EUROPE - Major players in the Dutch pensions industry have criticised proposals for new technical standards on regulation of over-the-counter (OTC) derivatives, saying they will lead to more expense for pension funds and may not make processes safer anyway.
The Pension Federation - together with pension fund managers APG, MN, PGGM, Shell and Syntrus Achmea Asset Management - was responding to a consultation by the European Securities and Markets Authority (ESMA) on the draft technical standards for the regulation on OTC derivatives.
In a statement, the Dutch pensions industry association said: "The Pension Federation notes that the proposals are expected to lead to increasing costs for pension funds and their administrators.
"Moreover, it is doubtful whether the increase of a 'confidence level' automatically leads to more security."
In addition to these points, the Pension Federation said it opposed publishing information about so-called intra-group trades.
These, it said, should not contain identities of counterparties involved in relevant transactions.

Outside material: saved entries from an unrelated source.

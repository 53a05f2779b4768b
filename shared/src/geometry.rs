//! 2D vector math and map bounds.
//!
//! The simulation is flat (top-down), unlike the teacher's 3D `Vec3`-based
//! physics — this module is the narrowed 2D equivalent of `shared::physics`'s
//! vector helpers.

use serde::{Deserialize, Serialize};

/// Map half-extent on X. The world spans [-MAP_HALF_W, +MAP_HALF_W].
pub const MAP_HALF_W: f32 = 1000.0;
/// Map half-extent on Y. The world spans [-MAP_HALF_H, +MAP_HALF_H].
pub const MAP_HALF_H: f32 = 1000.0;

#[derive(Debug, Clone, Copy, PartialEq, Default, Serialize, Deserialize)]
pub struct Vec2 {
    pub x: f32,
    pub y: f32,
}

impl Vec2 {
    pub const ZERO: Vec2 = Vec2 { x: 0.0, y: 0.0 };

    pub fn new(x: f32, y: f32) -> Self {
        Self { x, y }
    }

    pub fn from_angle(angle: f32) -> Self {
        Self { x: angle.cos(), y: angle.sin() }
    }

    pub fn length(&self) -> f32 {
        (self.x * self.x + self.y * self.y).sqrt()
    }

    pub fn distance(&self, other: Vec2) -> f32 {
        (*self - other).length()
    }

    /// Clamp both axes to the map's half-extents in place.
    ///
    /// Returns which axes were clamped, so callers can reflect velocity on
    /// the clamped axis (the wall-bounce behaviour shared by ships and
    /// bullets).
    pub fn clamp_to_map(&mut self) -> (bool, bool) {
        let mut clamped_x = false;
        let mut clamped_y = false;
        if self.x > MAP_HALF_W {
            self.x = MAP_HALF_W;
            clamped_x = true;
        } else if self.x < -MAP_HALF_W {
            self.x = -MAP_HALF_W;
            clamped_x = true;
        }
        if self.y > MAP_HALF_H {
            self.y = MAP_HALF_H;
            clamped_y = true;
        } else if self.y < -MAP_HALF_H {
            self.y = -MAP_HALF_H;
            clamped_y = true;
        }
        (clamped_x, clamped_y)
    }

    pub fn is_finite(&self) -> bool {
        self.x.is_finite() && self.y.is_finite()
    }
}

impl std::ops::Add for Vec2 {
    type Output = Vec2;
    fn add(self, rhs: Vec2) -> Vec2 {
        Vec2::new(self.x + rhs.x, self.y + rhs.y)
    }
}

impl std::ops::Sub for Vec2 {
    type Output = Vec2;
    fn sub(self, rhs: Vec2) -> Vec2 {
        Vec2::new(self.x - rhs.x, self.y - rhs.y)
    }
}

impl std::ops::Mul<f32> for Vec2 {
    type Output = Vec2;
    fn mul(self, rhs: f32) -> Vec2 {
        Vec2::new(self.x * rhs, self.y * rhs)
    }
}

impl std::ops::AddAssign for Vec2 {
    fn add_assign(&mut self, rhs: Vec2) {
        self.x += rhs.x;
        self.y += rhs.y;
    }
}

/// Uniform-random interior point, used for respawns and mine/pickup spawns.
pub fn random_interior_point() -> Vec2 {
    Vec2::new(
        rand::random::<f32>() * 2.0 * MAP_HALF_W - MAP_HALF_W,
        rand::random::<f32>() * 2.0 * MAP_HALF_H - MAP_HALF_H,
    )
}

/// Shortest distance from `point` to the segment `a`-`b`.
pub fn point_segment_distance(point: Vec2, a: Vec2, b: Vec2) -> f32 {
    let ab = b - a;
    let len_sq = ab.x * ab.x + ab.y * ab.y;
    if len_sq < 1e-6 {
        return point.distance(a);
    }
    let ap = point - a;
    let t = ((ap.x * ab.x + ap.y * ab.y) / len_sq).clamp(0.0, 1.0);
    let closest = a + ab * t;
    point.distance(closest)
}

The association also argue that ESMA should ensure that the recycling of 'non-cash collateral' - such as bank guarantees - through the central clearing party (CCP) is prohibited.
"This non-cash collateral should be booked in a separate account under the name of the end user," it said.
ESMA published the consultation paper on the technical standards for OTC derivatives trades in June under the EMIR (European Market Infrastructure Regulation), following the European Parliament and the European Council's approval of the EMIR this spring.
ESMA has said it aims to reduce risks via the use of central clearing and risk mitigation techniques.